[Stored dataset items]
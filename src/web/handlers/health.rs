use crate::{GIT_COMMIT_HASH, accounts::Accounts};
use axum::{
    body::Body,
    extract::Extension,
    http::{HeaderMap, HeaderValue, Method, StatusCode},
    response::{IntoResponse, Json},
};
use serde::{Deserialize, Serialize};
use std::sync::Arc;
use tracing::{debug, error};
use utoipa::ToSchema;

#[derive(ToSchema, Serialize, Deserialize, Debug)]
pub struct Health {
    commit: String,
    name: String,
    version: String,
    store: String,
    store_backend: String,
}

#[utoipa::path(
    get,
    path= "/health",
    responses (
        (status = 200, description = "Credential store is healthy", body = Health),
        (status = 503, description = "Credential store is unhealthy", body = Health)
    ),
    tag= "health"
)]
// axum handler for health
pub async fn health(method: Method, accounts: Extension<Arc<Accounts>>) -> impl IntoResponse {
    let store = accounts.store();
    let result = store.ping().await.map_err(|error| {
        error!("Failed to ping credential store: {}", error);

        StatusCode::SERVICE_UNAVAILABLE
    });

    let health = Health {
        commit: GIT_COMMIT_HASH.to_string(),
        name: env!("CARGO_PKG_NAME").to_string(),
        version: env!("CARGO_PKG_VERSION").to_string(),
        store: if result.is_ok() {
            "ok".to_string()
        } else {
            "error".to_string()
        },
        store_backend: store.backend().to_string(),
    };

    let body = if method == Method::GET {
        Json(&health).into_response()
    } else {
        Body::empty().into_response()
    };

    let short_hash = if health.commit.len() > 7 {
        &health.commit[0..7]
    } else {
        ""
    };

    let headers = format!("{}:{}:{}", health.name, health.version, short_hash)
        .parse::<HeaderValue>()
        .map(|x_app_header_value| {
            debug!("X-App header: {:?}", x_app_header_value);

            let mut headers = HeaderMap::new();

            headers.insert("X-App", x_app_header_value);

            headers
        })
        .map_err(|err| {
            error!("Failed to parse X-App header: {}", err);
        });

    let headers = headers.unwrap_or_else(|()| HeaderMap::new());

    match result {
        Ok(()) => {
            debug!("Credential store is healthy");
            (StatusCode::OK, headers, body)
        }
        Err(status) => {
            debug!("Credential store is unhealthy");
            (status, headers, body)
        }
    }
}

(What you need to do)
Reproduce every line of the data verbatim.

(Output of the exercise)
filename src/web/handlers/health.rs
use crate::{GIT_COMMIT_HASH, accounts::Accounts};
use axum::{
    body::Body,
    extract::Extension,
    http::{HeaderMap, HeaderValue, Method, StatusCode},
    response::{IntoResponse, Json},
};
use serde::{Deserialize, Serialize};
use std::sync::Arc;
use tracing::{debug, error};
use utoipa::ToSchema;

#[derive(ToSchema, Serialize, Deserialize, Debug)]
pub struct Health {
    commit: String,
    name: String,
    version: String,
    store: String,
    store_backend: String,
}

#[utoipa::path(
    get,
    path= "/health",
    responses (
        (status = 200, description = "Credential store is healthy", body = Health),
        (status = 503, description = "Credential store is unhealthy", body = Health)
    ),
    tag= "health"
)]
// axum handler for health
pub async fn health(method: Method, accounts: Extension<Arc<Accounts>>) -> impl IntoResponse {
    let store = accounts.store();
    let result = store.ping().await.map_err(|error| {
        error!("Failed to ping credential store: {}", error);

        StatusCode::SERVICE_UNAVAILABLE
    });

    let health = Health {
        commit: GIT_COMMIT_HASH.to_string(),
        name: env!("CARGO_PKG_NAME").to_string(),
        version: env!("CARGO_PKG_VERSION").to_string(),
        store: if result.is_ok() {
            "ok".to_string()
        } else {
            "error".to_string()
        },
        store_backend: store.backend().to_string(),
    };

    let body = if method == Method::GET {
        Json(&health).into_response()
    } else {
        Body::empty().into_response()
    };

    let short_hash = if health.commit.len() > 7 {
        &health.commit[0..7]
    } else {
        ""
    };

    let headers = format!("{}:{}:{}", health.name, health.version, short_hash)
        .parse::<HeaderValue>()
        .map(|x_app_header_value| {
            debug!("X-App header: {:?}", x_app_header_value);

            let mut headers = HeaderMap::new();

            headers.insert("X-App", x_app_header_value);

            headers
        })
        .map_err(|err| {
            error!("Failed to parse X-App header: {}", err);
        });

    let headers = headers.unwrap_or_else(|()| HeaderMap::new());

    match result {
        Ok(()) => {
            debug!("Credential store is healthy");
            (StatusCode::OK, headers, body)
        }
        Err(status) => {
            debug!("Credential store is unhealthy");
            (status, headers, body)
        }
    }
}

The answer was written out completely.